Por lo general los condenados eran enviados a “La colonia”, ubicada a siete
kilómetros de la ciudad de Granada. Durante el gobierno de la República había
sido un sitio de veraneo para estudiantes granadinos y cuando estalló la
sublevación se le cambió el uso. Allí los detenidos llegaban de noche y eran
encerrados. Les daban la oportunidad de confesarse con el cura párroco de
Víznar, José Crovetto Bustamante. Al amanecer, se dirigían al campo y se los
ejecutaba.
Los pelotones de fusilamiento lo integraban voluntarios que los unía las ganas
de matar. Integraban lo que se llamaba la “Escuadra Negra”.

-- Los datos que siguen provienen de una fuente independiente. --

//! Error taxonomy for the tournament core.
//!
//! Configuration errors, round requests below the known blind schedule, and
//! deck exhaustion are fatal and always propagate. Everything else a round
//! can produce is recoverable: the orchestrator is the one place allowed to
//! catch it, log it, and continue with the next round.

use std::fmt;

use crate::cards::EvalError;

/// Configuration problems detected at setup.
#[derive(Debug, Clone, PartialEq, Eq)]
pub enum ConfigError {
    /// Blind schedule missing or containing a non-positive level.
    InvalidBlindSchedule,
    /// Starting stack must be a positive chip count.
    NonPositiveStack(i64),
    /// A table needs at least two seats.
    TooFewSeats(usize),
    /// Payout shares must lie in (0, 1] and sum to at most 1.
    InvalidPayouts,
}

impl fmt::Display for ConfigError {
    fn fmt(&self, f: &mut fmt::Formatter<'_>) -> fmt::Result {
        match self {
            ConfigError::InvalidBlindSchedule => write!(f, "invalid blind schedule"),
            ConfigError::NonPositiveStack(stack) => {
                write!(f, "starting stack must be positive, got {}", stack)
            }
            ConfigError::TooFewSeats(seats) => {
                write!(f, "players per table must be at least 2, got {}", seats)
            }
            ConfigError::InvalidPayouts => write!(f, "invalid payout structure"),
        }
    }
}

impl std::error::Error for ConfigError {}

/// Errors surfaced by the tournament orchestrator.
#[derive(Debug, Clone, PartialEq, Eq)]
pub enum TournamentError {
    /// Fatal setup problem.
    Config(ConfigError),
    /// A blind level was requested below the lowest defined round.
    RoundOutOfRange(u32),
    /// More cards were requested than the deck holds: a sizing bug, never
    /// silently wrapped around.
    DeckExhausted,
    /// Malformed evaluator input reached the showdown.
    Eval(EvalError),
}

impl TournamentError {
    /// Whether this error must always propagate instead of being absorbed
    /// by the per-round catch.
    pub fn is_fatal(&self) -> bool {
        match self {
            TournamentError::Config(_)
            | TournamentError::RoundOutOfRange(_)
            | TournamentError::DeckExhausted => true,
            TournamentError::Eval(_) => false,
        }
    }
}

impl fmt::Display for TournamentError {
    fn fmt(&self, f: &mut fmt::Formatter<'_>) -> fmt::Result {
        match self {
            TournamentError::Config(e) => write!(f, "configuration error: {}", e),
            TournamentError::RoundOutOfRange(round) => {
                write!(f, "round {} is below the defined blind schedule", round)
            }
            TournamentError::DeckExhausted => write!(f, "deck exhausted while dealing"),
            TournamentError::Eval(e) => write!(f, "hand evaluation error: {}", e),
        }
    }
}

impl std::error::Error for TournamentError {}

impl From<ConfigError> for TournamentError {
    fn from(e: ConfigError) -> Self {
        TournamentError::Config(e)
    }
}

impl From<EvalError> for TournamentError {
    fn from(e: EvalError) -> Self {
        TournamentError::Eval(e)
    }
}
use std::time::Duration;

use async_trait::async_trait;
use futures_util::{SinkExt, StreamExt};
use tokio::sync::mpsc;
use tokio_tungstenite::connect_async;
use tokio_tungstenite::tungstenite::Message;

use crate::stomp::Frame;

pub const SUBSCRIPTION_ID: &str = "sub-tickets";
const DEFAULT_RECONNECT_DELAY: Duration = Duration::from_secs(3);

/// The per-user topic the backend publishes booking changes on.
pub fn user_topic(user_id: i64) -> String {
    format!("/topic/user/{}/tickets", user_id)
}

#[derive(Debug, thiserror::Error)]
pub enum PushError {
    #[error("Could not connect to ticket topic: {0}")]
    Connect(String),

    #[error("WebSocket transport error: {0}")]
    Transport(String),

    #[error("Broker rejected the session: {0}")]
    Broker(String),
}

/// A live subscription. Dropping the handle (or calling `stop`) aborts the
/// background task and closes the socket, so a user change maps to
/// stop-then-subscribe.
pub struct PushHandle {
    task: tokio::task::JoinHandle<()>,
}

impl PushHandle {
    /// Wraps an already-spawned subscription task.
    pub fn from_task(task: tokio::task::JoinHandle<()>) -> Self {
        Self { task }
    }

    pub fn stop(&self) {
        self.task.abort();
    }
}

impl Drop for PushHandle {
    fn drop(&mut self) {
        self.task.abort();
    }
}

/// Server-originated change notifications for a user's tickets. Message
/// payloads are never interpreted; each delivery just means "something
/// changed, refetch".
#[async_trait]
pub trait TicketPush: Send + Sync {
    async fn subscribe(
        &self,
        user_id: i64,
        notify: mpsc::Sender<()>,
    ) -> Result<PushHandle, PushError>;
}

/// STOMP over WebSocket with automatic reconnection at a fixed delay. The
/// subscription outlives individual connections; it ends when the notify
/// receiver is dropped or the handle is stopped.
pub struct StompPush {
    ws_url: String,
    reconnect_delay: Duration,
}

impl StompPush {
    pub fn new(ws_url: impl Into<String>) -> Self {
        Self {
            ws_url: ws_url.into(),
            reconnect_delay: DEFAULT_RECONNECT_DELAY,
        }
    }

    pub fn with_reconnect_delay(mut self, delay: Duration) -> Self {
        self.reconnect_delay = delay;
        self
    }
}

#[async_trait]
impl TicketPush for StompPush {
    async fn subscribe(
        &self,
        user_id: i64,
        notify: mpsc::Sender<()>,
    ) -> Result<PushHandle, PushError> {
        let url = self.ws_url.clone();
        let delay = self.reconnect_delay;
        let destination = user_topic(user_id);

        let task = tokio::spawn(async move {
            loop {
                if let Err(e) = run_session(&url, &destination, &notify).await {
                    tracing::warn!("Ticket push connection lost: {}", e);
                }
                if notify.is_closed() {
                    return;
                }
                tokio::time::sleep(delay).await;
            }
        });
        Ok(PushHandle { task })
    }
}

fn host_of(url: &str) -> &str {
    url.split("//")
        .nth(1)
        .and_then(|rest| rest.split(['/', ':']).next())
        .filter(|h| !h.is_empty())
        .unwrap_or("localhost")
}

/// One connection lifetime: CONNECT, SUBSCRIBE on CONNECTED, then forward a
/// unit notification per MESSAGE until the socket closes.
async fn run_session(
    url: &str,
    destination: &str,
    notify: &mpsc::Sender<()>,
) -> Result<(), PushError> {
    let (mut ws, _) = connect_async(url)
        .await
        .map_err(|e| PushError::Connect(e.to_string()))?;

    let connect = Frame::connect(host_of(url)).encode();
    ws.send(Message::Binary(connect))
        .await
        .map_err(|e| PushError::Transport(e.to_string()))?;

    while let Some(next) = ws.next().await {
        let message = next.map_err(|e| PushError::Transport(e.to_string()))?;
        let raw = match &message {
            Message::Text(text) => text.as_bytes(),
            Message::Binary(bytes) => bytes.as_slice(),
            Message::Close(_) => return Ok(()),
            _ => continue,
        };

        let frame = match Frame::decode(raw) {
            Ok(Some(frame)) => frame,
            Ok(None) => continue, // heartbeat
            Err(e) => {
                tracing::warn!("Ignoring undecodable frame: {}", e);
                continue;
            }
        };

        match frame.command.as_str() {
            "CONNECTED" => {
                let subscribe = Frame::subscribe(SUBSCRIPTION_ID, destination).encode();
                ws.send(Message::Binary(subscribe))
                    .await
                    .map_err(|e| PushError::Transport(e.to_string()))?;
                tracing::info!(destination, "Subscribed to ticket topic");
            }
            "MESSAGE" => {
                if notify.send(()).await.is_err() {
                    // Receiver gone: the view unmounted, stop pushing.
                    return Ok(());
                }
            }
            "ERROR" => {
                let detail = frame.header("message").unwrap_or("unspecified").to_string();
                return Err(PushError::Broker(detail));
            }
            other => {
                tracing::debug!("Ignoring frame: {}", other);
            }
        }
    }
    Ok(())
}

Los cuerpos permanecían en el lugar donde habían caído. Luego venían los
enterradores, que eran prisioneros o individuos que se habían salvado de
terminar en el paredón y realizaban su trabajo.
Se asegura que García Lorca pasó sus últimas horas en ese lugar, que lo llevó
alguien a quien le decían “El panadero”. Que cuando llegaban los prisioneros
para calmarlos les decían que al día siguiente serían llevados a trabajar en
unas fortificaciones, pero horas después les confesaban la verdad, y les daban
la posibilidad de tener la asistencia de un cura o de escribir una carta.
“Se le vio, caminando entre fusiles, / por una calle larga, /salir al campo frío,
/aún con estrellas de la madrugada. /Mataron a Federico /cuando la luz
asomaba.”, escribió Antonio Machado en su poema “El crimen fue en
Granada”.
Dicen que Juan Luis Trescastro fue uno de los que había ido a buscar al poeta,
usando su auto y era uno de los que se jactaba de haber participado en su
ejecución. “Don Gabriel, esta mañana hemos matado a su amigo, el poeta de
cabeza gorda”, le dijo al pintor Gabriel Morcillo. “Yo le metí dos tiros en el culo
por maricón”, según le escuchó decir Angel Saldaña, declaración reproducida
por Ian Gibson en su libro El asesinato de Federico García Lorca.